Stamp duty on commercial land (excluding primary production) is being phased out over 3 years and duty on transfers of “non-real property” is meant to be abolished effective immediately. The idea is that businesses can now be bought and sold without having to pay any stamp duty, except for that on any land owned by the business. And even then it will be much cheaper to buy commercial property.
The reason that I’ve put the term “non-real property” in quotes above is that from a lawyer’s perspective it means all property that is not land, but the government’s definition seems to be a bit different. For example, the information circulars from RevenueSA refer to new exemptions relating to vehicles owned by disability service providers and another one for unit trusts. If the government were abolishing duty on everything but land, then it would follow that transfers of motor vehicles and unit trusts will already also be free from duty.
I don’t yet have a copy of the Bill for these amendments and so cannot check what they mean.

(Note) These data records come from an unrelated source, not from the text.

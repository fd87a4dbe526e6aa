//! Metadata bundle assembly and views
//!
//! A bundle is a sparse composition over the five layer slots, not a
//! fixed record: missing layers are permitted everywhere, and views
//! omit them rather than emitting nulls. The bundle owns its layers;
//! dropping the bundle releases them all.

use serde_json::{json, Map, Value};
use tracing::debug;

use sigil_core::canonical;
use sigil_core::identifier::AssetId;

use crate::error::{MetadataError, MetadataResult};
use crate::layers::{
    update_layer_field, CharacteristicsLayer, IdentityLayer, LayerKind, LineageLayer,
    MetadataLayer, ProvenanceLayer, RightsLayer,
};

/// Fixed `@context` list of the integrated view
pub const INTEGRATED_CONTEXT: [&str; 4] = [
    "https://www.w3.org/ns/did/v1",
    "https://schema.org",
    "https://www.w3.org/ns/prov#",
    "https://www.w3.org/ns/odrl.jsonld",
];

/// Layered metadata bound to one asset identifier
#[derive(Debug, Clone, Default, PartialEq)]
pub struct MetadataBundle {
    identity: Option<IdentityLayer>,
    provenance: Option<ProvenanceLayer>,
    characteristics: Option<CharacteristicsLayer>,
    lineage: Option<LineageLayer>,
    rights: Option<RightsLayer>,
}

impl MetadataBundle {
    /// An empty bundle.
    pub fn new() -> Self {
        Self::default()
    }

    /// A bundle with its identity layer initialized from a freshly
    /// derived identifier.
    pub fn for_identifier(id: &AssetId, controller: Option<&str>) -> Self {
        let did = id.to_string();
        let controller = controller.unwrap_or(&did).to_string();
        let mut bundle = Self::new();
        bundle.set_identity(IdentityLayer::new(did, controller));
        bundle
    }

    // =========================================================================
    // Layer slots
    // =========================================================================

    /// Replace the identity layer.
    pub fn set_identity(&mut self, layer: IdentityLayer) -> &mut Self {
        self.identity = Some(layer);
        self
    }

    /// Replace the provenance layer.
    pub fn set_provenance(&mut self, layer: ProvenanceLayer) -> &mut Self {
        self.provenance = Some(layer);
        self
    }

    /// Replace the characteristics layer.
    pub fn set_characteristics(&mut self, layer: CharacteristicsLayer) -> &mut Self {
        self.characteristics = Some(layer);
        self
    }

    /// Replace the lineage layer.
    pub fn set_lineage(&mut self, layer: LineageLayer) -> &mut Self {
        self.lineage = Some(layer);
        self
    }

    /// Replace the rights layer.
    pub fn set_rights(&mut self, layer: RightsLayer) -> &mut Self {
        self.rights = Some(layer);
        self
    }

    pub fn identity(&self) -> Option<&IdentityLayer> {
        self.identity.as_ref()
    }

    pub fn provenance(&self) -> Option<&ProvenanceLayer> {
        self.provenance.as_ref()
    }

    pub fn provenance_mut(&mut self) -> Option<&mut ProvenanceLayer> {
        self.provenance.as_mut()
    }

    pub fn characteristics(&self) -> Option<&CharacteristicsLayer> {
        self.characteristics.as_ref()
    }

    pub fn lineage(&self) -> Option<&LineageLayer> {
        self.lineage.as_ref()
    }

    pub fn lineage_mut(&mut self) -> Option<&mut LineageLayer> {
        self.lineage.as_mut()
    }

    pub fn rights(&self) -> Option<&RightsLayer> {
        self.rights.as_ref()
    }

    /// Remove a layer, returning whether it was present.
    pub fn remove_layer(&mut self, kind: LayerKind) -> bool {
        let removed = match kind {
            LayerKind::Identity => self.identity.take().is_some(),
            LayerKind::Provenance => self.provenance.take().is_some(),
            LayerKind::Characteristics => self.characteristics.take().is_some(),
            LayerKind::Lineage => self.lineage.take().is_some(),
            LayerKind::Rights => self.rights.take().is_some(),
        };
        if removed {
            debug!(layer = %kind, "removed metadata layer");
        }
        removed
    }

    /// The slots currently populated, in bundle order.
    pub fn present_layers(&self) -> Vec<LayerKind> {
        LayerKind::ALL
            .into_iter()
            .filter(|kind| self.has_layer(*kind))
            .collect()
    }

    /// Whether a slot is populated.
    pub fn has_layer(&self, kind: LayerKind) -> bool {
        match kind {
            LayerKind::Identity => self.identity.is_some(),
            LayerKind::Provenance => self.provenance.is_some(),
            LayerKind::Characteristics => self.characteristics.is_some(),
            LayerKind::Lineage => self.lineage.is_some(),
            LayerKind::Rights => self.rights.is_some(),
        }
    }

    // =========================================================================
    // Field updates
    // =========================================================================

    /// Update one field of a layer by dot-path, creating missing
    /// intermediate objects.
    pub fn update_field(
        &mut self,
        kind: LayerKind,
        path: &str,
        value: Value,
    ) -> MetadataResult<()> {
        match kind {
            LayerKind::Identity => match self.identity.as_mut() {
                Some(layer) => update_layer_field(layer, path, value),
                None => Err(MetadataError::LayerNotPresent(kind.to_string())),
            },
            LayerKind::Provenance => match self.provenance.as_mut() {
                Some(layer) => update_layer_field(layer, path, value),
                None => Err(MetadataError::LayerNotPresent(kind.to_string())),
            },
            LayerKind::Characteristics => match self.characteristics.as_mut() {
                Some(layer) => update_layer_field(layer, path, value),
                None => Err(MetadataError::LayerNotPresent(kind.to_string())),
            },
            LayerKind::Lineage => match self.lineage.as_mut() {
                Some(layer) => update_layer_field(layer, path, value),
                None => Err(MetadataError::LayerNotPresent(kind.to_string())),
            },
            LayerKind::Rights => match self.rights.as_mut() {
                Some(layer) => update_layer_field(layer, path, value),
                None => Err(MetadataError::LayerNotPresent(kind.to_string())),
            },
        }
    }

    // =========================================================================
    // Validation
    // =========================================================================

    /// Validate one layer's required-field invariant.
    pub fn validate_layer(&self, kind: LayerKind) -> MetadataResult<()> {
        self.layer(kind)
            .ok_or_else(|| MetadataError::LayerNotPresent(kind.to_string()))?
            .validate()
    }

    /// Validate every present layer, collecting all failures.
    pub fn validate_all(&self) -> Result<(), Vec<MetadataError>> {
        let errors: Vec<MetadataError> = LayerKind::ALL
            .into_iter()
            .filter_map(|kind| self.layer(kind))
            .filter_map(|layer| layer.validate().err())
            .collect();
        if errors.is_empty() {
            Ok(())
        } else {
            Err(errors)
        }
    }

    /// Whether every present layer is valid.
    pub fn is_valid(&self) -> bool {
        self.validate_all().is_ok()
    }

    fn layer(&self, kind: LayerKind) -> Option<&dyn MetadataLayer> {
        match kind {
            LayerKind::Identity => self.identity.as_ref().map(|l| l as &dyn MetadataLayer),
            LayerKind::Provenance => self.provenance.as_ref().map(|l| l as &dyn MetadataLayer),
            LayerKind::Characteristics => self
                .characteristics
                .as_ref()
                .map(|l| l as &dyn MetadataLayer),
            LayerKind::Lineage => self.lineage.as_ref().map(|l| l as &dyn MetadataLayer),
            LayerKind::Rights => self.rights.as_ref().map(|l| l as &dyn MetadataLayer),
        }
    }

    // =========================================================================
    // Views
    // =========================================================================

    /// A document holding only the requested layers, keyed by their
    /// standard tags.
    ///
    /// The identity layer is always included as context when present:
    /// its `id` at the top level and its projection under `did`.
    /// Absent layers are omitted, never rendered as null.
    pub fn selective_view(&self, tags: &[&str]) -> MetadataResult<Value> {
        let mut requested = Vec::new();
        for tag in tags {
            requested.push(tag.parse::<LayerKind>()?);
        }

        let mut view = Map::new();
        if let Some(ref identity) = self.identity {
            view.insert("id".to_string(), json!(identity.id));
            view.insert(identity.standard_tag().to_string(), identity.project());
        }
        for kind in LayerKind::ALL {
            if kind == LayerKind::Identity || !requested.contains(&kind) {
                continue;
            }
            if let Some(layer) = self.layer(kind) {
                view.insert(layer.standard_tag().to_string(), layer.project());
            }
        }
        Ok(Value::Object(view))
    }

    /// The integrated view: the fixed `@context` list merged with the
    /// identity projection and the remaining layers' projections.
    pub fn integrated_view(&self) -> Value {
        let mut view = Map::new();
        view.insert("@context".to_string(), json!(INTEGRATED_CONTEXT));

        if let Some(ref identity) = self.identity {
            if let Value::Object(projection) = identity.project() {
                for (key, value) in projection {
                    if key != "@context" {
                        view.insert(key, value);
                    }
                }
            }
        }
        if let Some(ref provenance) = self.provenance {
            view.insert("provenance".to_string(), provenance.project());
        }
        if let Some(ref characteristics) = self.characteristics {
            view.insert(
                characteristics.standard_tag().to_string(),
                characteristics.project(),
            );
        }
        if let Some(ref lineage) = self.lineage {
            view.insert("lineage".to_string(), lineage.project());
        }
        if let Some(ref rights) = self.rights {
            view.insert("rights".to_string(), rights.project());
        }

        Value::Object(view)
    }

    /// `hex(sha256(canonical-json(integrated view)))`, the hash the
    /// registry collaborator anchors.
    pub fn metadata_hash(&self) -> String {
        canonical::canonical_sha256_hex(&self.integrated_view())
    }
}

If it truly does involve the abolition of stamp duty for all non-real property then the impact of the changes will be even greater, including because it might lead to more property being transferred into trusts and more amendments to trust deeds to change control of the trusts as part of estate planning and asset protection. [Update 20/6] Looking at the Bill, it does look like the government intends it to cover everything not connected with land, but whether that is the final outcome remains to be seen.

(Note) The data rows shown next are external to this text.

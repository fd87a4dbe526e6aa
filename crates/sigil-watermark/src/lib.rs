//! # Sigil Watermark
//!
//! Text watermark codec: embeds a binary payload into natural-language
//! text while preserving readability, and recovers it later.
//!
//! ## Key Concepts
//!
//! - **Payload**: a compact JSON binding `{did, timestamp, ...}`
//!   rendered as a bit sequence
//! - **Channel**: one of three substitution mechanisms (spaces,
//!   punctuation, synonyms) that each map a single bit onto a
//!   visible-equivalent alternative
//! - **Strategy slot**: the same embed/extract/verify capability
//!   interface declared per resource type; only text is implemented
//!   here
//!
//! ## Contracts
//!
//! - Embedding fails with `InsufficientCarrierCapacity` when the text
//!   offers fewer candidate positions than payload bits, and never
//!   alters a character outside a candidate position
//! - Extraction is a predicate: unreadable or absent marks yield
//!   `None`, never an error
//! - An embedded mark survives re-encoding by this codec and decodes
//!   to the original payload

pub mod bits;
pub mod error;
pub mod payload;
pub mod strategy;
pub mod text;

pub use bits::BitString;
pub use error::{Result, WatermarkError};
pub use payload::WatermarkPayload;
pub use strategy::{
    EmbedStrength, Resource, StrategyRegistry, TextWatermarker, VerificationReport,
    WatermarkStrategy,
};
pub use text::{TextChannel, TextOptions};

/// Library version
pub const VERSION: &str = env!("CARGO_PKG_VERSION");

/// Get the library version
pub fn version() -> &'static str {
    VERSION
}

Stamp duty has been one of the major reasons that many larger partnerships don’t incorporate, especially for professional services firms. This may change that, and especially where there are applicable capital gains tax exemptions. Incorporation often provides a far greater level of asset protection.
From a litigation perspective, one of the inevitable flow on effects is that there will probably be a greater number of attempts by failing businesses to restructure with a view to defeating creditors, because you can now do that without having to pay stamp duty. Whilst powers exist to set aside many of those types of transactions, their ease may still make things more difficult and costly.
One of the other big changes is the introduction of an exemption for transfers by family members into special disability trusts. Special disability trusts allow property to be held for the benefit of a person who qualifies for a disability support pension (and fits other criteria) without it affecting their pension and benefits in the ordinary way. There are various rules and requirements for these types of trusts, including as to how income is used, but they can be of great advantage to families. Most people taking advantage of these trusts used to do it as part of a will—upon their death giving the land to their child—but with the stamp duty exemption it may well be better to set up the trust earlier.